In the movements of the subsequent days until the 21st, the Sharpshooters were occupied in picket duty and skirmishing, and on the 16th, drove the enemy from a line of works and held them. On the 14th, William McQuivey was wounded With the rest of the Second Corps, they moved to the North Anna, where they arrived on the 22d, and took part in the skirmishing preliminary to the crossing of that stream, protecting the bridge during the passage of the troops. Lieutenant Stevens, under orders, moved forward and captured and held, some small buildings, near the rebel line.
Accompanying the army in the movement from North Anna, they crossed the Pamunky at Hanovertown, and reached the neighborhood of Tolopotomy Creek, and took part in the battle of the 30th, acting as sharpshooters. Crossing the river next morning they moved forward to the position assigned them, acting as skirmishers, capturing a few prisoners, and being under fire all lay.
During the subsequent engagements in the vicinity of Cold Harbor, they did but little except Skirmishing or picket duty in the works at the front. On the 3d of June, Lieutenant Stevens and, Franklin Viall were wounded. On the 4th, Conrad Murat was killed. On the 5th, Alvin Sherman was wounded. On the 12th, they moved towards James River, by way of Charles City Court House, crossing at Wilcox's Landing, and on the evening of the 15th, took position before the enemy's works at Petersburg. On the 18th, they took part in the action at Haires' Farm, and on the 22d, in the battle of Jerusalem Plank Road, in which the Second Corps gallantly repulsed every effort of the enemy. On the 17th, Sergeant Major Caleb M. Jacobs was killed, and on the 20th, Nathan McCaslin was wounded.

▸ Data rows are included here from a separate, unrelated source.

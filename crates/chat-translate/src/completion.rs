//! Legacy text completions (`/v1/completions`)
//!
//! A text completion is a chat completion with the prompt as the only user
//! message. Rendering reuses the chat output and keeps only the text.

use serde::{Deserialize, Serialize};
use serde_json::Value;

use crate::types::{ChatCompletionChunk, ChatCompletionResponse, ChunkError, FinishReason, Usage};

const OBJECT: &str = "text_completion";

/// `text_completion` object, used for the full response and for each
/// streamed chunk alike.
#[derive(Debug, Clone, PartialEq, Serialize, Deserialize)]
pub struct TextCompletion {
    pub id: String,
    pub object: String,
    pub created: u64,
    pub model: String,
    pub choices: Vec<TextChoice>,
    #[serde(default, skip_serializing_if = "Option::is_none")]
    pub usage: Option<Usage>,
    #[serde(default, skip_serializing_if = "Option::is_none")]
    pub error: Option<ChunkError>,
}

#[derive(Debug, Clone, PartialEq, Serialize, Deserialize)]
pub struct TextChoice {
    pub index: u32,
    pub text: String,
    /// Never produced by the backend; always `null`.
    pub logprobs: Option<Value>,
    pub finish_reason: Option<FinishReason>,
}

fn completion_id(chat_id: &str) -> String {
    match chat_id.strip_prefix("chatcmpl-") {
        Some(rest) => format!("cmpl-{rest}"),
        None => chat_id.to_owned(),
    }
}

impl TextCompletion {
    pub fn from_chat(response: &ChatCompletionResponse) -> Self {
        Self {
            id: completion_id(&response.id),
            object: OBJECT.to_owned(),
            created: response.created,
            model: response.model.clone(),
            choices: response
                .choices
                .iter()
                .map(|choice| TextChoice {
                    index: choice.index,
                    text: choice.message.content.clone().unwrap_or_default(),
                    logprobs: None,
                    finish_reason: choice.finish_reason,
                })
                .collect(),
            usage: response.usage,
            error: None,
        }
    }

    /// Render one chat chunk. Chunks carrying nothing a text client can use
    /// (reasoning or tool deltas) yield `None`.
    pub fn from_chunk(chunk: &ChatCompletionChunk) -> Option<Self> {
        let choices: Vec<TextChoice> = chunk
            .choices
            .iter()
            .filter(|choice| choice.delta.content.is_some() || choice.finish_reason.is_some())
            .map(|choice| TextChoice {
                index: choice.index,
                text: choice.delta.content.clone().unwrap_or_default(),
                logprobs: None,
                finish_reason: choice.finish_reason,
            })
            .collect();

        if choices.is_empty() && chunk.usage.is_none() && chunk.error.is_none() {
            return None;
        }
        Some(Self {
            id: completion_id(&chunk.id),
            object: OBJECT.to_owned(),
            created: chunk.created,
            model: chunk.model.clone(),
            choices,
            usage: chunk.usage,
            error: chunk.error.clone(),
        })
    }

    /// Concatenated text of the first choice.
    pub fn text(&self) -> &str {
        self.choices.first().map_or("", |choice| choice.text.as_str())
    }
}

#[cfg(test)]
mod tests {
    use super::*;
    use crate::response::test_events::text_sequence;
    use crate::response::{ResponseCollector, ResponseContext, ResponseTranslator};
    use crate::stream::StreamTranslator;
    use crate::types::ReasoningCompat;

    fn ctx() -> ResponseContext {
        ResponseContext::new("gpt-5", ReasoningCompat::Current).with_usage(true)
    }

    #[test]
    fn full_response_keeps_text_and_usage() {
        let mut collector = ResponseCollector::new();
        for event in text_sequence(&["Once ", "upon"]) {
            collector.apply(&event);
        }
        let chat = ResponseTranslator::translate(&collector.finish().unwrap(), &ctx());

        let out = TextCompletion::from_chat(&chat);
        assert!(out.id.starts_with("cmpl-"), "{}", out.id);
        assert_eq!(out.object, "text_completion");
        assert_eq!(out.text(), "Once upon");
        assert_eq!(out.choices[0].finish_reason, Some(FinishReason::Stop));
        assert_eq!(out.usage.unwrap().total_tokens, 5);

        let json = serde_json::to_value(&out).unwrap();
        assert!(json["choices"][0]["logprobs"].is_null());
    }

    #[test]
    fn stream_chunks_carry_text_and_finish() {
        let mut translator = StreamTranslator::new(ctx());
        let rendered: Vec<TextCompletion> = text_sequence(&["Once ", "upon"])
            .iter()
            .flat_map(|event| translator.on_event(event))
            .filter_map(|chunk| TextCompletion::from_chunk(&chunk))
            .collect();

        let text: String = rendered.iter().map(TextCompletion::text).collect();
        assert_eq!(text, "Once upon");
        assert!(rendered.iter().all(|c| c.object == "text_completion"));
        assert!(
            rendered
                .iter()
                .any(|c| c.choices.iter().any(|ch| ch.finish_reason == Some(FinishReason::Stop)))
        );
        assert!(rendered.iter().any(|c| c.usage.is_some()));
    }

    #[test]
    fn interrupted_stream_keeps_error() {
        let mut translator = StreamTranslator::new(ctx());
        let chunks = translator.interrupt("backend went away");
        let rendered: Vec<_> = chunks.iter().filter_map(TextCompletion::from_chunk).collect();
        let last = rendered.last().unwrap();
        assert_eq!(last.error.as_ref().unwrap().message, "backend went away");
        assert_eq!(last.choices[0].finish_reason, Some(FinishReason::Error));
    }
}
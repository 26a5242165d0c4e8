//! Request validation errors

/// Why an inbound chat request was rejected. Always maps to HTTP 400.
#[derive(Debug, Clone, PartialEq, thiserror::Error)]
pub enum ValidationError {
    #[error("malformed request body: {0}")]
    Malformed(String),

    #[error("missing required field `{0}`")]
    MissingField(&'static str),

    #[error("unknown field `{0}`")]
    UnknownField(String),

    #[error("`{field}` out of range: {reason}")]
    OutOfRange { field: &'static str, reason: String },

    #[error("invalid value {value:?} for `{field}`, expected one of: {expected}")]
    InvalidEnum {
        field: &'static str,
        value: String,
        expected: &'static str,
    },

    #[error("model `{0}` is not supported")]
    UnsupportedModel(String),

    /// Structural problem inside messages, tools or tool_choice.
    #[error("invalid `{field}`: {reason}")]
    Invalid { field: String, reason: String },
}

impl ValidationError {
    /// The offending request parameter, for the `param` field of error bodies.
    pub fn param(&self) -> Option<String> {
        match self {
            ValidationError::Malformed(_) => None,
            ValidationError::MissingField(field) => Some((*field).to_owned()),
            ValidationError::UnknownField(field) => Some(field.clone()),
            ValidationError::OutOfRange { field, .. } => Some((*field).to_owned()),
            ValidationError::InvalidEnum { field, .. } => Some((*field).to_owned()),
            ValidationError::UnsupportedModel(_) => Some("model".to_owned()),
            ValidationError::Invalid { field, .. } => Some(field.clone()),
        }
    }

    pub(crate) fn invalid(field: impl Into<String>, reason: impl Into<String>) -> Self {
        ValidationError::Invalid {
            field: field.into(),
            reason: reason.into(),
        }
    }
}

/// Result alias for request translation.
pub type Result<T> = std::result::Result<T, ValidationError>;

#[cfg(test)]
mod tests {
    use super::*;

    #[test]
    fn param_names_the_offending_field() {
        let err = ValidationError::InvalidEnum {
            field: "reasoning_effort",
            value: "extreme".into(),
            expected: "none, minimal, low, medium, high",
        };
        assert_eq!(err.param().as_deref(), Some("reasoning_effort"));
        assert_eq!(
            err.to_string(),
            "invalid value \"extreme\" for `reasoning_effort`, expected one of: none, minimal, low, medium, high"
        );
        assert_eq!(ValidationError::Malformed("eof".into()).param(), None);
    }
}
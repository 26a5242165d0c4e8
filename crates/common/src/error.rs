//! Configuration error types

use thiserror::Error;

/// Errors raised while loading and validating configuration
#[derive(Error, Debug)]
pub enum Error {
    #[error("Configuration error: {0}")]
    Config(String),

    /// A setting parsed but holds an unusable value.
    #[error("Invalid setting `{key}`: {reason}")]
    InvalidSetting { key: String, reason: String },

    #[error("I/O error: {0}")]
    Io(#[from] std::io::Error),

    #[error("TOML parse error: {0}")]
    Toml(#[from] toml::de::Error),
}

impl Error {
    pub fn invalid(key: impl Into<String>, reason: impl Into<String>) -> Self {
        Error::InvalidSetting {
            key: key.into(),
            reason: reason.into(),
        }
    }
}

/// Result alias using common Error
pub type Result<T> = std::result::Result<T, Error>;

#[cfg(test)]
mod tests {
    use super::*;

    #[test]
    fn invalid_setting_names_the_key() {
        let err = Error::invalid("backend.max_attempts", "must be greater than 0");
        assert_eq!(
            err.to_string(),
            "Invalid setting `backend.max_attempts`: must be greater than 0"
        );
    }

    #[test]
    fn io_errors_convert() {
        let err: Error = std::io::Error::new(std::io::ErrorKind::NotFound, "auth.json").into();
        assert!(err.to_string().starts_with("I/O error:"), "got: {err}");
    }
}
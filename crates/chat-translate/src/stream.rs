//! Streaming translation: backend events → `chat.completion.chunk` objects

use crate::event::BackendEvent;
use crate::response::{
    Fragment, ResponseCollector, ResponseContext, THINK_CLOSE, THINK_OPEN, finish_reason,
};
use crate::types::{
    AssistantMessage, ChatCompletionChunk, ChatCompletionResponse, Choice, ChunkChoice, ChunkError,
    Delta, FinishReason, FunctionDelta, ReasoningCompat, ReasoningField,
    ReasoningPart, ToolCall, ToolCallDelta, Usage,
};

/// Stateful per-request translator. Feed events in backend order.
///
/// Once a terminal chunk has been produced (completion, failure or
/// [`interrupt`](Self::interrupt)) every later call returns nothing.
pub struct StreamTranslator {
    ctx: ResponseContext,
    collector: ResponseCollector,
    role_sent: bool,
    think_open: bool,
    done: bool,
}

impl StreamTranslator {
    pub fn new(ctx: ResponseContext) -> Self {
        Self {
            ctx,
            collector: ResponseCollector::new(),
            role_sent: false,
            think_open: false,
            done: false,
        }
    }

    pub fn context(&self) -> &ResponseContext {
        &self.ctx
    }

    /// Whether the terminal chunk has been emitted.
    pub fn is_done(&self) -> bool {
        self.done
    }

    pub fn on_event(&mut self, event: &BackendEvent) -> Vec<ChatCompletionChunk> {
        if self.done {
            return Vec::new();
        }

        let mut chunks = Vec::new();
        for fragment in self.collector.apply(event) {
            self.render(fragment, &mut chunks);
        }

        if let Some(outcome) = self.collector.outcome() {
            let outcome = outcome
                .map(|completion| finish_reason(self.collector.has_tool_calls(), completion))
                .map_err(str::to_owned);
            self.close_think(&mut chunks);
            match outcome {
                Ok(reason) => {
                    let usage = if self.ctx.include_usage {
                        self.collector.usage()
                    } else {
                        None
                    };
                    let chunk = self.chunk(Delta::default(), Some(reason), usage, None);
                    chunks.push(chunk);
                }
                Err(message) => {
                    let chunk = self.error_chunk(message, "backend_error");
                    chunks.push(chunk);
                }
            }
            self.done = true;
        }

        chunks
    }

    /// Terminate the stream after a transport failure, malformed event or
    /// premature end of input. Already-emitted chunks stand.
    pub fn interrupt(&mut self, message: impl Into<String>) -> Vec<ChatCompletionChunk> {
        if self.done {
            return Vec::new();
        }
        let mut chunks = Vec::new();
        self.close_think(&mut chunks);
        let chunk = self.error_chunk(message.into(), "stream_interrupted");
        chunks.push(chunk);
        self.done = true;
        chunks
    }

    fn render(&mut self, fragment: Fragment, out: &mut Vec<ChatCompletionChunk>) {
        match fragment {
            Fragment::Text(text) => {
                let content = if self.think_open {
                    self.think_open = false;
                    format!("{THINK_CLOSE}{text}")
                } else {
                    text
                };
                out.push(self.content_chunk(content));
            }
            Fragment::Reasoning(text) => {
                let delta = match self.ctx.compat {
                    ReasoningCompat::ThinkTags => {
                        let content = if self.think_open {
                            text
                        } else {
                            self.think_open = true;
                            format!("{THINK_OPEN}{text}")
                        };
                        Delta {
                            content: Some(content),
                            ..Delta::default()
                        }
                    }
                    ReasoningCompat::Current => Delta {
                        reasoning: Some(ReasoningField::Text(text)),
                        ..Delta::default()
                    },
                    ReasoningCompat::O3 => Delta {
                        reasoning: Some(ReasoningField::Structured {
                            content: vec![ReasoningPart::text(text)],
                        }),
                        ..Delta::default()
                    },
                    ReasoningCompat::Legacy => Delta {
                        reasoning_summary: Some(text),
                        ..Delta::default()
                    },
                };
                out.push(self.chunk(delta, None, None, None));
            }
            Fragment::ToolCallStart {
                index,
                call_id,
                name,
            } => {
                self.close_think(out);
                let delta = Delta {
                    tool_calls: Some(vec![ToolCallDelta {
                        index,
                        id: Some(call_id),
                        kind: Some("function".to_owned()),
                        function: FunctionDelta {
                            name: Some(name),
                            arguments: Some(String::new()),
                        },
                    }]),
                    ..Delta::default()
                };
                out.push(self.chunk(delta, None, None, None));
            }
            Fragment::ToolCallArgs { index, delta } => {
                let delta = Delta {
                    tool_calls: Some(vec![ToolCallDelta {
                        index,
                        id: None,
                        kind: None,
                        function: FunctionDelta {
                            name: None,
                            arguments: Some(delta),
                        },
                    }]),
                    ..Delta::default()
                };
                out.push(self.chunk(delta, None, None, None));
            }
        }
    }

    fn close_think(&mut self, out: &mut Vec<ChatCompletionChunk>) {
        if self.think_open {
            self.think_open = false;
            out.push(self.content_chunk(THINK_CLOSE.to_owned()));
        }
    }

    fn content_chunk(&mut self, content: String) -> ChatCompletionChunk {
        let delta = Delta {
            content: Some(content),
            ..Delta::default()
        };
        self.chunk(delta, None, None, None)
    }

    fn error_chunk(&mut self, message: String, kind: &str) -> ChatCompletionChunk {
        let error = ChunkError {
            message,
            kind: kind.to_owned(),
        };
        self.chunk(Delta::default(), Some(FinishReason::Error), None, Some(error))
    }

    fn chunk(
        &mut self,
        mut delta: Delta,
        finish_reason: Option<FinishReason>,
        usage: Option<Usage>,
        error: Option<ChunkError>,
    ) -> ChatCompletionChunk {
        if !self.role_sent {
            self.role_sent = true;
            delta.role = Some("assistant".to_owned());
        }
        ChatCompletionChunk {
            id: self.ctx.id.clone(),
            object: "chat.completion.chunk".to_owned(),
            created: self.ctx.created,
            model: self.ctx.model.clone(),
            choices: vec![ChunkChoice {
                index: 0,
                delta,
                finish_reason,
            }],
            usage,
            error,
        }
    }
}
//! Prometheus metrics exposition
//!
//! - `codex_proxy_requests_total` (counter): labels `status`, `stream`
//! - `codex_proxy_request_duration_seconds` (histogram): label `status`
//! - `codex_proxy_upstream_errors_total` (counter): label `error_type`
//! - `codex_proxy_token_refresh_total` (counter, recorded by codex-auth): label `outcome`

use std::sync::Arc;
use std::sync::atomic::{AtomicU64, Ordering};
use std::time::Instant;

use metrics_exporter_prometheus::{Matcher, PrometheusBuilder, PrometheusHandle};

const DURATION_METRIC: &str = "codex_proxy_request_duration_seconds";

/// Streamed completions can run for minutes, hence the long tail.
const DURATION_BUCKETS: &[f64] = &[
    0.05, 0.1, 0.25, 0.5, 1.0, 2.5, 5.0, 10.0, 30.0, 60.0, 120.0, 300.0, 600.0,
];

fn builder() -> anyhow::Result<PrometheusBuilder> {
    Ok(PrometheusBuilder::new()
        .set_buckets_for_metric(Matcher::Full(DURATION_METRIC.to_string()), DURATION_BUCKETS)?)
}

/// Install the global Prometheus recorder and return a handle for `/metrics`.
pub fn install_recorder() -> anyhow::Result<PrometheusHandle> {
    Ok(builder()?.install_recorder()?)
}

/// A handle backed by a recorder that is never installed. Metrics recorded
/// through the global macros do not reach it.
#[cfg(test)]
pub fn test_handle() -> PrometheusHandle {
    builder().unwrap().build_recorder().handle()
}

/// Record a finished chat completion request.
pub fn record_request(status: u16, stream: bool, duration_secs: f64) {
    let status_str = status.to_string();
    metrics::counter!(
        "codex_proxy_requests_total",
        "status" => status_str.clone(),
        "stream" => if stream { "true" } else { "false" }
    )
    .increment(1);
    metrics::histogram!(DURATION_METRIC, "status" => status_str).record(duration_secs);
}

/// Record a backend failure with its classification label.
pub fn record_upstream_error(error_type: &str) {
    metrics::counter!("codex_proxy_upstream_errors_total", "error_type" => error_type.to_string())
        .increment(1);
}

/// In-process counters reported by `/health`.
#[derive(Clone)]
pub struct ServiceStats {
    inner: Arc<StatsInner>,
}

struct StatsInner {
    started_at: Instant,
    requests_total: AtomicU64,
    errors_total: AtomicU64,
    in_flight: AtomicU64,
}

/// Decrements `in_flight` when dropped, including when a stream is abandoned.
pub struct InFlightGuard {
    stats: ServiceStats,
}

impl Drop for InFlightGuard {
    fn drop(&mut self) {
        self.stats.inner.in_flight.fetch_sub(1, Ordering::Relaxed);
    }
}

impl ServiceStats {
    pub fn new() -> Self {
        Self {
            inner: Arc::new(StatsInner {
                started_at: Instant::now(),
                requests_total: AtomicU64::new(0),
                errors_total: AtomicU64::new(0),
                in_flight: AtomicU64::new(0),
            }),
        }
    }

    pub fn begin(&self) -> InFlightGuard {
        self.inner.requests_total.fetch_add(1, Ordering::Relaxed);
        self.inner.in_flight.fetch_add(1, Ordering::Relaxed);
        InFlightGuard {
            stats: self.clone(),
        }
    }

    pub fn record_error(&self) {
        self.inner.errors_total.fetch_add(1, Ordering::Relaxed);
    }

    pub fn uptime_secs(&self) -> u64 {
        self.inner.started_at.elapsed().as_secs()
    }

    pub fn requests_total(&self) -> u64 {
        self.inner.requests_total.load(Ordering::Relaxed)
    }

    pub fn errors_total(&self) -> u64 {
        self.inner.errors_total.load(Ordering::Relaxed)
    }

    pub fn in_flight(&self) -> u64 {
        self.inner.in_flight.load(Ordering::Relaxed)
    }
}

impl Default for ServiceStats {
    fn default() -> Self {
        Self::new()
    }
}
//! Access-token refresh with single-flight coordination
//!
//! `TokenRefresher::ensure_valid` is called on every request path. When the
//! access token is inside the safety margin it starts (or joins) the one
//! outstanding refresh. The refresh itself runs on a spawned task, so a
//! request that gives up waiting never cancels the refresh other requests
//! are waiting on.
//!
//! Failure handling:
//! - rejected grant (400 `invalid_grant`, 401, 403) → `AuthExpired`, no retry;
//!   the dead refresh token is remembered so later calls fail without a
//!   network round trip
//! - transport / 5xx / 429 → bounded exponential backoff, then `Unavailable`
//!
//! `spawn_refresh_task` runs the same path proactively in the background.

use std::sync::{Arc, Mutex};
use std::time::Duration;

use futures_util::FutureExt;
use futures_util::future::{BoxFuture, Shared};
use serde::Serialize;
use tracing::{debug, info, warn};

use crate::bundle::{AuthBundle, now_millis};
use crate::constants::OAuthConfig;
use crate::error::{Error, Result};
use crate::store::TokenStore;
use crate::token::{self, TokenResponse};

/// Refresh tunables.
#[derive(Debug, Clone)]
pub struct RefreshPolicy {
    /// Refresh once the access token has this much life or less left.
    pub margin: Duration,
    /// Total attempts against the token endpoint for transient failures.
    pub max_attempts: u32,
    /// Backoff before the second attempt; doubles for each one after.
    pub base_backoff: Duration,
    /// Lifetime assumed for tokens with no known expiry.
    pub assumed_lifetime: Duration,
}

impl Default for RefreshPolicy {
    fn default() -> Self {
        Self {
            margin: Duration::from_secs(60),
            max_attempts: 3,
            base_backoff: Duration::from_millis(500),
            assumed_lifetime: Duration::from_secs(3600),
        }
    }
}

/// Snapshot of the session for status endpoints. Never carries tokens.
#[derive(Debug, Clone, Serialize)]
pub struct AuthStatus {
    pub authenticated: bool,
    #[serde(skip_serializing_if = "Option::is_none")]
    pub account_id: Option<String>,
    #[serde(skip_serializing_if = "Option::is_none")]
    pub expires_in_secs: Option<u64>,
    /// True when the access token is outside the refresh margin.
    pub valid: bool,
    pub has_api_key: bool,
}

type SharedRefresh = Shared<BoxFuture<'static, Result<AuthBundle>>>;

struct Inner {
    client: reqwest::Client,
    config: OAuthConfig,
    store: Arc<TokenStore>,
    policy: RefreshPolicy,
    /// The outstanding refresh, if any. Only held briefly, never across an await.
    inflight: Mutex<Option<SharedRefresh>>,
    /// Refresh token the token endpoint has already rejected.
    rejected: Mutex<Option<String>>,
}

/// Keeps the stored access token valid. Cheap to clone.
#[derive(Clone)]
pub struct TokenRefresher {
    inner: Arc<Inner>,
}

impl TokenRefresher {
    pub fn new(
        client: reqwest::Client,
        config: OAuthConfig,
        store: Arc<TokenStore>,
        policy: RefreshPolicy,
    ) -> Self {
        Self {
            inner: Arc::new(Inner {
                client,
                config,
                store,
                policy,
                inflight: Mutex::new(None),
                rejected: Mutex::new(None),
            }),
        }
    }

    pub fn policy(&self) -> &RefreshPolicy {
        &self.inner.policy
    }

    pub fn store(&self) -> &Arc<TokenStore> {
        &self.inner.store
    }

    /// Load the stored bundle and make sure its access token is usable.
    pub async fn current_valid(&self) -> Result<AuthBundle> {
        let bundle = self
            .inner
            .store
            .current()
            .await
            .ok_or(Error::NotAuthenticated)?;
        self.ensure_valid(&bundle).await
    }

    /// Return a bundle whose access token is outside the safety margin,
    /// refreshing if needed. Concurrent callers share one refresh.
    pub async fn ensure_valid(&self, bundle: &AuthBundle) -> Result<AuthBundle> {
        self.ensure_within(bundle, self.inner.policy.margin).await
    }

    /// Refresh the stored session regardless of how long its access token
    /// has left. Joins a refresh that is already in flight.
    pub async fn refresh_now(&self) -> Result<AuthBundle> {
        let bundle = self
            .inner
            .store
            .current()
            .await
            .ok_or(Error::NotAuthenticated)?;
        info!(account_id = %bundle.token_data.account_id, "manual token refresh requested");
        self.ensure_within(&bundle, Duration::MAX).await
    }

    async fn ensure_within(&self, bundle: &AuthBundle, margin: Duration) -> Result<AuthBundle> {
        let lifetime = self.inner.policy.assumed_lifetime;
        if !bundle.needs_refresh(now_millis(), margin, lifetime) {
            return Ok(bundle.clone());
        }

        // Another caller may already have refreshed and stored a newer bundle.
        let current = self
            .inner
            .store
            .current()
            .await
            .ok_or(Error::NotAuthenticated)?;
        if !current.needs_refresh(now_millis(), margin, lifetime) {
            return Ok(current);
        }

        let refresh = {
            let mut slot = lock(&self.inner.inflight);
            match slot.as_ref() {
                Some(shared) => {
                    debug!("joining in-flight token refresh");
                    shared.clone()
                }
                None => {
                    if lock(&self.inner.rejected).as_deref()
                        == Some(current.token_data.refresh_token.as_str())
                    {
                        return Err(Error::AuthExpired(
                            "refresh token was rejected; log in again".into(),
                        ));
                    }
                    // The slot lock is held until the future is installed, so
                    // the task's own cleanup always runs after this insert.
                    let inner = self.inner.clone();
                    let handle = tokio::spawn(run_refresh(inner, current));
                    let shared = async move {
                        handle
                            .await
                            .unwrap_or_else(|e| Err(Error::Http(format!("refresh task failed: {e}"))))
                    }
                    .boxed()
                    .shared();
                    *slot = Some(shared.clone());
                    shared
                }
            }
        };

        refresh.await
    }

    /// Session summary for `/auth/status` and `/health`.
    pub async fn status(&self) -> AuthStatus {
        let policy = &self.inner.policy;
        match self.inner.store.current().await {
            Some(bundle) => {
                let now = now_millis();
                AuthStatus {
                    authenticated: true,
                    account_id: Some(bundle.token_data.account_id.clone()),
                    expires_in_secs: Some(bundle.remaining(now, policy.assumed_lifetime).as_secs()),
                    valid: !bundle.needs_refresh(now, policy.margin, policy.assumed_lifetime),
                    has_api_key: bundle.api_key.is_some(),
                }
            }
            None => AuthStatus {
                authenticated: false,
                account_id: None,
                expires_in_secs: None,
                valid: false,
                has_api_key: false,
            },
        }
    }
}

fn lock<T>(mutex: &Mutex<T>) -> std::sync::MutexGuard<'_, T> {
    mutex.lock().unwrap_or_else(|poisoned| poisoned.into_inner())
}

/// Body of the spawned refresh task. Always clears the in-flight slot.
async fn run_refresh(inner: Arc<Inner>, current: AuthBundle) -> Result<AuthBundle> {
    let outcome = refresh_and_store(&inner, &current).await;
    *lock(&inner.inflight) = None;

    let label = match &outcome {
        Ok(_) => "success",
        Err(Error::AuthExpired(_)) => "rejected",
        Err(_) => "failure",
    };
    metrics::counter!("codex_proxy_token_refresh_total", "outcome" => label).increment(1);
    outcome
}

async fn refresh_and_store(inner: &Inner, current: &AuthBundle) -> Result<AuthBundle> {
    let old_refresh = current.token_data.refresh_token.as_str();
    let tokens = match refresh_with_retry(inner, old_refresh).await {
        Ok(tokens) => tokens,
        Err(Error::InvalidCredentials(msg)) => {
            warn!(
                account_id = %current.token_data.account_id,
                error = %msg,
                "refresh token rejected, login required"
            );
            *lock(&inner.rejected) = Some(old_refresh.to_owned());
            return Err(Error::AuthExpired(msg));
        }
        Err(e) => return Err(e),
    };

    let next = current.refreshed(tokens, now_millis())?;
    if inner.store.replace_if_current(old_refresh, next.clone()).await? {
        info!(account_id = %next.token_data.account_id, "token refresh succeeded");
        return Ok(next);
    }

    // The session changed underneath us (logout or a new login); the
    // refreshed tokens belong to a session that no longer exists.
    inner
        .store
        .current()
        .await
        .ok_or(Error::NotAuthenticated)
}

async fn refresh_with_retry(inner: &Inner, refresh: &str) -> Result<TokenResponse> {
    let max_attempts = inner.policy.max_attempts.max(1);
    let mut attempt = 0u32;
    loop {
        attempt += 1;
        match token::refresh_token(&inner.client, &inner.config, refresh).await {
            Ok(tokens) => return Ok(tokens),
            Err(e) if e.is_transient() && attempt < max_attempts => {
                let delay = inner.policy.base_backoff * 2u32.saturating_pow(attempt - 1);
                warn!(
                    attempt,
                    retry_in_ms = delay.as_millis() as u64,
                    error = %e,
                    "token refresh failed, retrying"
                );
                tokio::time::sleep(delay).await;
            }
            Err(e) if e.is_transient() => {
                warn!(attempts = attempt, error = %e, "token refresh failed after all retries");
                return Err(Error::Unavailable {
                    attempts: attempt,
                    message: e.to_string(),
                });
            }
            Err(e) => return Err(e),
        }
    }
}

/// Spawn a background task that refreshes the stored token once it is
/// within `threshold` of expiry.
///
/// Uses the same single-flight path as request-time refresh, so the two
/// never race each other. Failures are logged; the next tick retries.
pub fn spawn_refresh_task(
    refresher: TokenRefresher,
    interval: Duration,
    threshold: Duration,
) -> tokio::task::JoinHandle<()> {
    tokio::spawn(async move {
        let mut ticker = tokio::time::interval(interval);
        // Skip the immediate first tick, the token was just loaded
        ticker.tick().await;

        loop {
            ticker.tick().await;
            let Some(bundle) = refresher.store().current().await else {
                continue;
            };
            match refresher.ensure_within(&bundle, threshold).await {
                Ok(_) => debug!("background refresh check complete"),
                Err(Error::AuthExpired(msg)) => {
                    warn!(error = %msg, "background refresh rejected, login required")
                }
                Err(e) => warn!(error = %e, "background refresh failed, will retry next cycle"),
            }
        }
    })
}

Company G was assigned to a position in the line of works near the Chimneys, where they remained in reserve, furnishing details for fatigue duty, until the 26th of July, when they, joined the Second Corps in its movement across the James River, and took part in the battle of Deep Bottom, the company acting as sharpshooters and skirmishers. They returned to the Chimneys and took part in the charge on the enemy's works at the explosion of the mine on the 30th of July, in which James Reagin was wounded.
On the 12th of August, they again moved with the Second Corps, in its attempt to create a diversion in favor of the Fifth Corps, who, it was designed by General Grant, should make a demonstration against the enemy's communications on the Weldon Railroad, and encountered the enemy at Strawberry Plains, near Deep Run, where Levi Ingolsby was mortally wounded. They returned to the works before Petersburg, where they remained, engaged in picket duty, often under a severe fire, the picket lines of the two armies being posted from sixty to one hundred and fifty yards of each other.
Their term of service having expired, they were mustered out of service in the field, the reenlisted veterans and recruits being transferred to other companies of the regiment, the balance returning home to Wisconsin, where they were disbanded.
Statistics.-Original strength, 105. Gain-by recruits in 1863, 43, in 1864, 37; veteran reenlistments, 9; total, 194. Loss-by death, 34; missing, 8; deserted, 4; transferred, 43; discharged, 58; mustered out, 47.